ENTRIES SHOWN START

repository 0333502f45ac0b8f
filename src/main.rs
mod app;
mod state;
mod ui;

use app::PixelShapApp;
use eframe::egui;

fn main() -> eframe::Result {
    env_logger::init();

    let options = eframe::NativeOptions {
        viewport: egui::ViewportBuilder::default()
            .with_inner_size([1200.0, 800.0])
            .with_min_inner_size([600.0, 400.0]),
        ..Default::default()
    };

    eframe::run_native(
        "Pixel SHAP – Feature Viewer",
        options,
        Box::new(|_cc| Ok(Box::new(PixelShapApp::default()))),
    )
}
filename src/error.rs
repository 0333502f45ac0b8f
use thiserror::Error;

// ---------------------------------------------------------------------------
// Library error type
// ---------------------------------------------------------------------------

/// Errors raised by the imaging, tabular and figure layers.
///
/// Binaries and the viewer wrap these in `anyhow` with context; inside the
/// library the only recoverable case (an unknown feature name) is logged and
/// skipped instead of returned.
#[derive(Debug, Error)]
pub enum PixelError {
    #[error("shape mismatch: expected {expected:?}, found {found:?}")]
    ShapeMismatch {
        expected: Vec<usize>,
        found: Vec<usize>,
    },

    #[error("image has no pixels")]
    EmptyImage,

    #[error("image list is empty")]
    EmptyImageList,

    #[error("image contains NaN or infinite values")]
    NonFiniteImage,

    #[error("threshold step must be a positive integer")]
    InvalidStep,

    #[error("index {index} out of range for {len} titles")]
    IndexOutOfRange { index: usize, len: usize },

    #[error("Feature unknown: {0}")]
    UnknownFeature(String),

    #[error("invalid parameter for {name}: {value}")]
    InvalidParameter { name: String, value: f64 },

    #[error("title font could not be parsed")]
    Font,

    #[error("image encoding failed: {0}")]
    Encode(#[from] image::ImageError),
}

pub type Result<T> = std::result::Result<T, PixelError>;

impl PixelError {
    /// Shorthand for a mismatch between two ndarray shapes.
    pub fn shape(expected: &[usize], found: &[usize]) -> Self {
        PixelError::ShapeMismatch {
            expected: expected.to_vec(),
            found: found.to_vec(),
        }
    }
}
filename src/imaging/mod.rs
/// Imaging layer: synthetic background, threshold masks and the feature bank.
///
/// Architecture:
/// ```text
///   Image (Array2<f64>)
///        │
///        ├──► background   fixed 60x60 diagonal gradient
///        ├──► threshold    one `image > t` mask per integer level
///        │
///        ▼
///   ┌──────────┐
///   │ features  │  FeatureKind → filters / morphology → FeatureStack
///   └──────────┘
/// ```

pub mod background;
pub mod features;
pub mod filters;
pub mod morphology;
pub mod threshold;

pub use background::add_background;
pub use features::{FeatureKind, generate_feature_stack, generate_feature_stack_by_name};
pub use threshold::{DEFAULT_THRESHOLD_STEP, apply_threshold_range};
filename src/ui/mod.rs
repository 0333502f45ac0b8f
pub mod panels;
pub mod plot;
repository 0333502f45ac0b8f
//! Edge and blur filters on single-channel `f64` images.
//!
//! Conventions follow scikit-image: Sobel and Laplace use `reflect`
//! borders, Gaussian uses `nearest` borders and truncates at 4 sigma.

use ndarray::{Axis, Zip};

use crate::data::model::Image;

/// Sobel smoothing taps, `[1, 2, 1] / 4`.
const SOBEL_SMOOTH: [f64; 3] = [0.25, 0.5, 0.25];
/// Sobel derivative taps.
const SOBEL_EDGE: [f64; 3] = [1.0, 0.0, -1.0];

/// Gaussian kernels are cut off at this many standard deviations.
pub const GAUSSIAN_TRUNCATE: f64 = 4.0;

/// How samples outside the image are synthesised.
#[derive(Debug, Clone, Copy, PartialEq, Eq)]
pub enum Border {
    /// `d c b a | a b c d | d c b a`
    Reflect,
    /// `a a a a | a b c d | d d d d`
    Nearest,
}

impl Border {
    /// Map a possibly out-of-range index onto `0..size`. `size` must be non-zero.
    #[inline]
    pub fn index(self, i: isize, size: usize) -> usize {
        let s = size as isize;
        match self {
            Border::Nearest => i.clamp(0, s - 1) as usize,
            Border::Reflect => {
                let period = 2 * s;
                let m = i.rem_euclid(period);
                if m < s {
                    m as usize
                } else {
                    (period - 1 - m) as usize
                }
            }
        }
    }
}

/// Correlate every 1-D lane along `axis` with an odd-length, centred kernel.
pub fn correlate_axis(image: &Image, kernel: &[f64], axis: Axis, border: Border) -> Image {
    let mut output = Image::zeros(image.raw_dim());
    if image.is_empty() {
        return output;
    }
    let half = (kernel.len() / 2) as isize;
    let size = image.len_of(axis);

    for (src, mut dst) in image.lanes(axis).into_iter().zip(output.lanes_mut(axis)) {
        for i in 0..size {
            dst[i] = kernel
                .iter()
                .enumerate()
                .map(|(k, &w)| w * src[border.index(i as isize + k as isize - half, size)])
                .sum();
        }
    }
    output
}

/// Sobel edge magnitude, `sqrt((h^2 + v^2) / 2)`.
pub fn sobel(image: &Image) -> Image {
    let horizontal = correlate_axis(
        &correlate_axis(image, &SOBEL_EDGE, Axis(0), Border::Reflect),
        &SOBEL_SMOOTH,
        Axis(1),
        Border::Reflect,
    );
    let vertical = correlate_axis(
        &correlate_axis(image, &SOBEL_SMOOTH, Axis(0), Border::Reflect),
        &SOBEL_EDGE,
        Axis(1),
        Border::Reflect,
    );

    Zip::from(&horizontal)
        .and(&vertical)
        .map_collect(|&h, &v| ((h * h + v * v) / 2.0).sqrt())
}

/// Discrete Laplace operator `[[0,-1,0],[-1,4,-1],[0,-1,0]]`.
pub fn laplace(image: &Image) -> Image {
    let (rows, cols) = image.dim();
    if image.is_empty() {
        return image.clone();
    }
    let at = |r: isize, c: isize| {
        image[[
            Border::Reflect.index(r, rows),
            Border::Reflect.index(c, cols),
        ]]
    };

    Image::from_shape_fn((rows, cols), |(r, c)| {
        let (r, c) = (r as isize, c as isize);
        4.0 * at(r, c) - at(r - 1, c) - at(r + 1, c) - at(r, c - 1) - at(r, c + 1)
    })
}

/// Normalised 1-D Gaussian with radius `int(4 * sigma + 0.5)`.
///
/// Non-positive sigma yields the identity kernel `[1.0]`.
pub fn gaussian_kernel(sigma: f64) -> Vec<f64> {
    if sigma <= 0.0 {
        return vec![1.0];
    }
    let radius = (GAUSSIAN_TRUNCATE * sigma + 0.5) as isize;
    let mut kernel: Vec<f64> = (-radius..=radius)
        .map(|x| {
            let x = x as f64;
            (-x * x / (2.0 * sigma * sigma)).exp()
        })
        .collect();

    let sum: f64 = kernel.iter().sum();
    for w in kernel.iter_mut() {
        *w /= sum;
    }
    kernel
}

/// Separable Gaussian blur with `nearest` borders.
pub fn gaussian(image: &Image, sigma: f64) -> Image {
    if sigma <= 0.0 {
        return image.clone();
    }
    let kernel = gaussian_kernel(sigma);
    let rows_done = correlate_axis(image, &kernel, Axis(0), Border::Nearest);
    correlate_axis(&rows_done, &kernel, Axis(1), Border::Nearest)
}

#[cfg(test)]
mod tests {
    use super::*;
    use ndarray::array;

    fn close(a: &Image, b: &Image) -> bool {
        a.dim() == b.dim() && a.iter().zip(b.iter()).all(|(x, y)| (x - y).abs() < 1e-9)
    }

    #[test]
    fn reflect_mirrors_including_edge_sample() {
        let b = Border::Reflect;
        assert_eq!(b.index(-1, 4), 0);
        assert_eq!(b.index(-2, 4), 1);
        assert_eq!(b.index(4, 4), 3);
        assert_eq!(b.index(5, 4), 2);
        assert_eq!(b.index(9, 4), 1);
    }

    #[test]
    fn nearest_clamps() {
        assert_eq!(Border::Nearest.index(-3, 4), 0);
        assert_eq!(Border::Nearest.index(7, 4), 3);
        assert_eq!(Border::Nearest.index(2, 4), 2);
    }

    #[test]
    fn flat_image_has_no_edges() {
        let image = Image::from_elem((6, 5), 3.0);
        assert!(sobel(&image).iter().all(|&v| v.abs() < 1e-12));
        assert!(laplace(&image).iter().all(|&v| v.abs() < 1e-12));
    }

    #[test]
    fn sobel_responds_only_around_a_vertical_step() {
        let image = Image::from_shape_fn((6, 6), |(_, c)| if c < 3 { 0.0 } else { 1.0 });
        let edges = sobel(&image);

        // A unit step gives |v| = 1 on both sides, magnitude 1 / sqrt(2).
        let expected = 1.0 / 2f64.sqrt();
        for r in 0..6 {
            assert!((edges[[r, 2]] - expected).abs() < 1e-12);
            assert!((edges[[r, 3]] - expected).abs() < 1e-12);
            assert_eq!(edges[[r, 0]], 0.0);
            assert_eq!(edges[[r, 5]], 0.0);
        }
    }

    #[test]
    fn laplace_of_impulse() {
        let mut image = Image::zeros((5, 5));
        image[[2, 2]] = 1.0;
        let out = laplace(&image);

        assert_eq!(out[[2, 2]], 4.0);
        assert_eq!(out[[1, 2]], -1.0);
        assert_eq!(out[[2, 3]], -1.0);
        assert_eq!(out[[1, 1]], 0.0);
    }

    #[test]
    fn gaussian_kernel_is_normalised_and_truncated() {
        let kernel = gaussian_kernel(1.0);
        assert_eq!(kernel.len(), 9);
        assert!((kernel.iter().sum::<f64>() - 1.0).abs() < 1e-12);
        assert_eq!(gaussian_kernel(0.0), vec![1.0]);
    }

    #[test]
    fn zero_sigma_is_identity() {
        let image = array![[1.0, 2.0], [3.0, 4.0]];
        assert_eq!(gaussian(&image, 0.0), image);
    }

    #[test]
    fn gaussian_keeps_constants_and_smooths_impulses() {
        let flat = Image::from_elem((7, 7), 2.5);
        assert!(close(&gaussian(&flat, 1.5), &flat));

        let mut impulse = Image::zeros((9, 9));
        impulse[[4, 4]] = 1.0;
        let blurred = gaussian(&impulse, 1.0);
        assert!(blurred[[4, 4]] < 1.0);
        assert!(blurred[[4, 5]] > 0.0);
        assert!((blurred.sum() - 1.0).abs() < 1e-9);
    }

    #[test]
    fn empty_images_pass_through() {
        let empty = Image::zeros((0, 3));
        assert_eq!(sobel(&empty).dim(), (0, 3));
        assert_eq!(laplace(&empty).dim(), (0, 3));
        assert_eq!(gaussian(&empty, 1.0).dim(), (0, 3));
    }
}
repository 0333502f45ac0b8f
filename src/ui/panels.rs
use std::path::Path;

use eframe::egui::{self, Color32, RichText, ScrollArea, Ui};

use pixel_shap::config::DemoConfig;
use pixel_shap::data::loader;
use pixel_shap::imaging::FeatureKind;

use crate::state::AppState;

/// Kinds offered by the "Add feature" menu, with a starting parameter.
const FEATURE_CHOICES: [FeatureKind; 8] = [
    FeatureKind::Original,
    FeatureKind::Sobel,
    FeatureKind::Laplace,
    FeatureKind::TopHat(3.0),
    FeatureKind::Gaussian(1.0),
    FeatureKind::GaussianSobel(1.0),
    FeatureKind::GaussianLaplace(1.0),
    FeatureKind::Random,
];

// ---------------------------------------------------------------------------
// Left side panel – feature bank
// ---------------------------------------------------------------------------

/// Render the left feature panel.
pub fn side_panel(ui: &mut Ui, state: &mut AppState) {
    ui.heading("Features");
    ui.separator();

    let mut changed = false;
    let mut remove = None;

    ScrollArea::vertical()
        .auto_shrink([false, false])
        .show(ui, |ui: &mut Ui| {
            for (i, feature) in state.config.features.iter_mut().enumerate() {
                ui.horizontal(|ui: &mut Ui| {
                    ui.label(feature.kind_name());
                    if let Some(parameter) = feature.parameter_mut() {
                        changed |= ui
                            .add(
                                egui::DragValue::new(parameter)
                                    .speed(0.1)
                                    .range(0.0..=50.0),
                            )
                            .changed();
                    }
                    if ui.small_button("✕").clicked() {
                        remove = Some(i);
                    }
                });
            }

            ui.add_space(4.0);
            ui.menu_button("Add feature", |ui: &mut Ui| {
                for choice in FEATURE_CHOICES {
                    if ui.button(choice.to_string()).clicked() {
                        state.add_feature(choice);
                        ui.close_menu();
                    }
                }
            });
            ui.separator();

            // ---- Threshold / background ----
            ui.strong("Thresholds");
            ui.horizontal(|ui: &mut Ui| {
                ui.label("step");
                changed |= ui
                    .add(egui::DragValue::new(&mut state.config.threshold_step).range(1..=255))
                    .changed();
            });
            changed |= ui
                .checkbox(&mut state.config.add_background, "Add 60×60 gradient background")
                .changed();
            ui.checkbox(&mut state.show_annotation, "Show annotation panel");

            // ---- Label legend ----
            if let Some(colors) = &state.label_colors {
                ui.separator();
                ui.strong("Labels");
                for (label, [r, g, b]) in colors.legend_entries() {
                    ui.label(RichText::new(format!("■ {label}")).color(Color32::from_rgb(r, g, b)));
                }
            }
        });

    if let Some(i) = remove {
        state.remove_feature(i);
    } else if changed {
        state.refresh();
    }
}

// ---------------------------------------------------------------------------
// Top bar
// ---------------------------------------------------------------------------

/// Render the top menu / toolbar.
pub fn top_bar(ui: &mut Ui, state: &mut AppState) {
    egui::menu::bar(ui, |ui: &mut Ui| {
        ui.menu_button("File", |ui: &mut Ui| {
            if ui.button("Open image…").clicked() {
                open_image_dialog(state);
                ui.close_menu();
            }
            if ui.button("Open annotation…").clicked() {
                open_annotation_dialog(state);
                ui.close_menu();
            }
            ui.separator();
            if ui.button("Load config…").clicked() {
                load_config_dialog(state);
                ui.close_menu();
            }
            if ui.button("Save config…").clicked() {
                save_dialog(state, "Save config", "JSON", "json", |s, p| s.config.save(p));
                ui.close_menu();
            }
            ui.separator();
            if ui.button("Export table…").clicked() {
                save_dialog(state, "Export (X, y)", "CSV", "csv", AppState::export_tabular);
                ui.close_menu();
            }
            if ui.button("Export figure…").clicked() {
                save_dialog(state, "Export figure", "PNG", "png", AppState::export_figure);
                ui.close_menu();
            }
        });

        ui.separator();

        if let (Some(name), Some(image)) = (&state.image_name, &state.image) {
            let (rows, cols) = image.dim();
            ui.label(format!("{name}  {cols}×{rows}, {} features", state.feature_names.len()));
        }

        if let Some(data) = &state.tabular {
            ui.separator();
            ui.label(format!("{} annotated pixels", data.n_samples()));
        }

        if let Some(msg) = &state.status_message {
            ui.label(RichText::new(msg).color(Color32::RED));
        }
    });
}

// ---------------------------------------------------------------------------
// File dialogs
// ---------------------------------------------------------------------------

fn report_error(state: &mut AppState, what: &str, e: anyhow::Error) {
    log::error!("Failed to {what}: {e:#}");
    state.status_message = Some(format!("Error: {e:#}"));
}

pub fn open_image_dialog(state: &mut AppState) {
    let file = rfd::FileDialog::new()
        .set_title("Open image")
        .add_filter("PNG", &["png"])
        .pick_file();

    if let Some(path) = file {
        match loader::load_image(&path) {
            Ok(image) => {
                log::info!("Loaded {:?} image from {}", image.dim(), path.display());
                let name = path
                    .file_name()
                    .map(|n| n.to_string_lossy().into_owned())
                    .unwrap_or_default();
                state.set_image(image, name);
            }
            Err(e) => report_error(state, "load image", e),
        }
    }
}

pub fn open_annotation_dialog(state: &mut AppState) {
    let file = rfd::FileDialog::new()
        .set_title("Open annotation")
        .add_filter("Supported files", &["png", "csv"])
        .add_filter("PNG", &["png"])
        .add_filter("CSV", &["csv"])
        .pick_file();

    if let Some(path) = file {
        match loader::load_annotation(&path) {
            Ok(annotation) => {
                log::info!("Loaded {:?} annotation", annotation.dim());
                state.set_annotation(annotation);
            }
            Err(e) => report_error(state, "load annotation", e),
        }
    }
}

pub fn load_config_dialog(state: &mut AppState) {
    let file = rfd::FileDialog::new()
        .set_title("Load config")
        .add_filter("JSON", &["json"])
        .pick_file();

    if let Some(path) = file {
        match DemoConfig::load(&path) {
            Ok(config) => state.set_config(config),
            Err(e) => report_error(state, "load config", e),
        }
    }
}

fn save_dialog(
    state: &mut AppState,
    title: &str,
    filter: &str,
    ext: &str,
    write: impl FnOnce(&AppState, &Path) -> anyhow::Result<()>,
) {
    let file = rfd::FileDialog::new()
        .set_title(title)
        .add_filter(filter, &[ext])
        .save_file();

    if let Some(path) = file {
        match write(state, &path) {
            Ok(()) => log::info!("Wrote {}", path.display()),
            Err(e) => report_error(state, title, e),
        }
    }
}
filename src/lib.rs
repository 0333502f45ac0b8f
//! Support routines for explaining pixel classifiers with SHAP.
//!
//! ```text
//!   image (.png)            annotation (.png / .csv)
//!        │                          │
//!        ▼                          │
//!   ┌────────────┐                  │
//!   │  imaging    │ background, thresholds, feature stack
//!   └────────────┘                  │
//!        │                          │
//!        ▼                          ▼
//!   ┌──────────────────────────────────┐
//!   │  data::tabular   format_data → (X, y) │
//!   └──────────────────────────────────┘
//!        │
//!        ▼
//!   ┌────────────┐
//!   │  figure     │ titled panels, captured as an RGB array
//!   └────────────┘
//! ```

pub mod color;
pub mod config;
pub mod data;
pub mod error;
pub mod figure;
pub mod imaging;

pub use error::{PixelError, Result};
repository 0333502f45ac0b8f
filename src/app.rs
use eframe::egui;

use crate::state::AppState;
use crate::ui::{panels, plot};

// ---------------------------------------------------------------------------
// eframe App implementation
// ---------------------------------------------------------------------------

#[derive(Default)]
pub struct PixelShapApp {
    pub state: AppState,
    pub textures: plot::PanelTextures,
}

impl eframe::App for PixelShapApp {
    fn update(&mut self, ctx: &egui::Context, _frame: &mut eframe::Frame) {
        self.textures.sync(ctx, &self.state);

        // ---- Top panel: menu bar ----
        egui::TopBottomPanel::top("top_bar").show(ctx, |ui| {
            panels::top_bar(ui, &mut self.state);
        });

        // ---- Left side panel: feature bank ----
        egui::SidePanel::left("feature_panel")
            .default_width(240.0)
            .resizable(true)
            .show(ctx, |ui| {
                panels::side_panel(ui, &mut self.state);
            });

        // ---- Central panel: feature panels, threshold profile, table ----
        egui::CentralPanel::default().show(ctx, |ui| {
            plot::central_view(ui, &self.state, &self.textures);
        });
    }
}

ENTRIES SHOWN END

#### [PROBLEM]
Scan the entries above for the word "integer" and collect each line holding it.

#### [ANSWER FOR THIS EXERCISE]
    #[error("threshold step must be a positive integer")]
///        ├──► threshold    one `image > t` mask per integer level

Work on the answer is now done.